Almost one year after President Trump signed the FIRST STEP Act, criminal justice reform advocate Van Jones discussed next steps with activists and formerly incarcerated individuals.

When Lonnie Jones initially learned of the FIRST STEP Act, he was serving a life sentence in federal prison.

So far, he had served 20 years of his sentence for a first-time, non-violent drug offense. He said his fellow inmates either believed that nothing was going to come from the FIRST STEP Act or that everything was going to change.

Among the many provisions in the bill, the federal prison and sentencing reform bill aimed to help people in Lonnie Jones’ exact situation—those given lengthy sentences for non-violent drug offences because of mandatory minimum sentencing—but he was convinced that the FIRST STEP Act didn’t apply to him despite people telling him that it did because the appeals he previously filed had been denied.
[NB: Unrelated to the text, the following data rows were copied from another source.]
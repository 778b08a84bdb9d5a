// Lint configuration for this crate
#![warn(missing_docs)]
#![warn(clippy::all)]
#![warn(clippy::pedantic)]
#![allow(clippy::module_name_repetitions)]
#![allow(clippy::must_use_candidate)]

//! # `TokenEater` Fetch
//!
//! Credential sources and the remote usage client.
//!
//! ## Host APIs
//!
//! - [`host::keychain`] - Read-only system keychain access, with silent reads
//! - [`host::http`] - HTTP client with tracing and SOCKS proxy support
//!
//! ## Services
//!
//! - [`CredentialSource`] - Interactive and silent reads of the bearer token
//! - [`RemoteUsageClient`] - Fetches a [`UsageSnapshot`](tokeneater_core::UsageSnapshot)
//! - [`ModelStatsReader`] - Token totals per model from local CLI state
//!
//! Each service trait has a production implementation and an in-memory one
//! in [`memory`].

pub mod client;
pub mod credential;
pub mod error;
pub mod host;
pub mod memory;
pub mod stats;

// Errors
pub use error::{FetchError, HttpError, KeychainError};

// Host APIs
pub use host::{HttpClient, HttpClientBuilder, KeychainApi, SystemKeychain};

// Services
pub use client::{AnthropicUsageClient, ConnectionTestResult, RemoteUsageClient};
pub use credential::{ClaudeCredentialSource, CredentialSource};
pub use stats::ModelStatsReader;

// In-memory implementations
pub use memory::{MemoryCredentialSource, MemoryKeychain, ScriptedResponse, ScriptedUsageClient};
“I got a letter from the federal [public] defender’s office saying I might be eligible—I ripped it up,” Lonnie Jones said. “God’s honest truth, I ripped it up.”
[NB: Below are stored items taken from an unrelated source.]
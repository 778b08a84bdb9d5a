//! Last notified level per metric.
//!
//! Process-local. Keeps level transitions from being announced again after a
//! restart.

use std::collections::{BTreeMap, HashMap};
use std::path::PathBuf;
use std::sync::{Mutex as StdMutex, PoisonError};

use async_trait::async_trait;
use tokeneater_core::{MetricId, UsageLevel};
use tokio::sync::Mutex;
use tracing::debug;

use crate::error::StoreError;
use crate::persistence::{default_levels_path, load_json_or_default, save_json};

/// Persisted key for a metric.
pub fn level_key(metric: MetricId) -> String {
    format!("lastLevel_{}", metric.key())
}

/// Storage for the last notified level of each metric.
#[async_trait]
pub trait LevelStore: Send + Sync {
    /// Last level, `Green` if never recorded.
    async fn last_level(&self, metric: MetricId) -> UsageLevel;

    /// Records a level.
    async fn set_last_level(&self, metric: MetricId, level: UsageLevel) -> Result<(), StoreError>;

    /// Forgets every level.
    async fn clear(&self) -> Result<(), StoreError>;
}

// ============================================================================
// File Store
// ============================================================================

/// Levels in `levels.json`, cached in memory.
#[derive(Debug)]
pub struct FileLevelStore {
    path: PathBuf,
    levels: Mutex<BTreeMap<String, UsageLevel>>,
}

impl FileLevelStore {
    /// Opens the store at the default path.
    pub async fn open_default() -> Self {
        Self::open(default_levels_path()).await
    }

    /// Opens the store at `path`. A missing or unreadable file starts empty.
    pub async fn open(path: PathBuf) -> Self {
        let levels: BTreeMap<String, UsageLevel> = load_json_or_default(&path).await;
        debug!(path = %path.display(), count = levels.len(), "Notification levels loaded");
        Self {
            path,
            levels: Mutex::new(levels),
        }
    }
}

#[async_trait]
impl LevelStore for FileLevelStore {
    async fn last_level(&self, metric: MetricId) -> UsageLevel {
        self.levels
            .lock()
            .await
            .get(&level_key(metric))
            .copied()
            .unwrap_or_default()
    }

    async fn set_last_level(&self, metric: MetricId, level: UsageLevel) -> Result<(), StoreError> {
        let mut levels = self.levels.lock().await;
        if levels.get(&level_key(metric)) == Some(&level) {
            return Ok(());
        }
        levels.insert(level_key(metric), level);
        save_json(&self.path, &*levels).await
    }

    async fn clear(&self) -> Result<(), StoreError> {
        let mut levels = self.levels.lock().await;
        levels.clear();
        save_json(&self.path, &*levels).await
    }
}

// ============================================================================
// Memory Store
// ============================================================================

/// In-memory levels for tests.
#[derive(Debug, Default)]
pub struct MemoryLevelStore {
    levels: StdMutex<HashMap<MetricId, UsageLevel>>,
}

impl MemoryLevelStore {
    /// Creates an empty store.
    pub fn new() -> Self {
        Self::default()
    }
}

#[async_trait]
impl LevelStore for MemoryLevelStore {
    async fn last_level(&self, metric: MetricId) -> UsageLevel {
        self.levels
            .lock()
            .unwrap_or_else(PoisonError::into_inner)
            .get(&metric)
            .copied()
            .unwrap_or_default()
    }

    async fn set_last_level(&self, metric: MetricId, level: UsageLevel) -> Result<(), StoreError> {
        self.levels
            .lock()
            .unwrap_or_else(PoisonError::into_inner)
            .insert(metric, level);
        Ok(())
    }

    async fn clear(&self) -> Result<(), StoreError> {
        self.levels
            .lock()
            .unwrap_or_else(PoisonError::into_inner)
            .clear();
        Ok(())
    }
}

#[cfg(test)]
mod tests {
    use super::*;

    #[tokio::test]
    async fn test_levels_survive_reopen() {
        let dir = tempfile::tempdir().unwrap();
        let path = dir.path().join("levels.json");

        let store = FileLevelStore::open(path.clone()).await;
        assert_eq!(store.last_level(MetricId::FiveHour).await, UsageLevel::Green);
        store
            .set_last_level(MetricId::FiveHour, UsageLevel::Red)
            .await
            .unwrap();

        let reopened = FileLevelStore::open(path.clone()).await;
        assert_eq!(reopened.last_level(MetricId::FiveHour).await, UsageLevel::Red);
        assert_eq!(reopened.last_level(MetricId::SevenDay).await, UsageLevel::Green);

        let raw: serde_json::Value =
            serde_json::from_str(&std::fs::read_to_string(&path).unwrap()).unwrap();
        assert_eq!(raw["lastLevel_fiveHour"], "red");
    }

    #[tokio::test]
    async fn test_clear() {
        let dir = tempfile::tempdir().unwrap();
        let store = FileLevelStore::open(dir.path().join("levels.json")).await;
        store
            .set_last_level(MetricId::Sonnet, UsageLevel::Orange)
            .await
            .unwrap();
        store.clear().await.unwrap();
        assert_eq!(store.last_level(MetricId::Sonnet).await, UsageLevel::Green);
    }
}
It wasn’t until a lawyer contacted him directly and explained how the act does impact him that he started to believe it, and when he got a new court date, he started to feel some joy. Once a judge ruled that the life sentence he was given was excessive for a first-time, nonviolent drug offense, he said he began to understand why the other people in prison were so “jubilant” at the news of the FIRST STEP Act being signed into law.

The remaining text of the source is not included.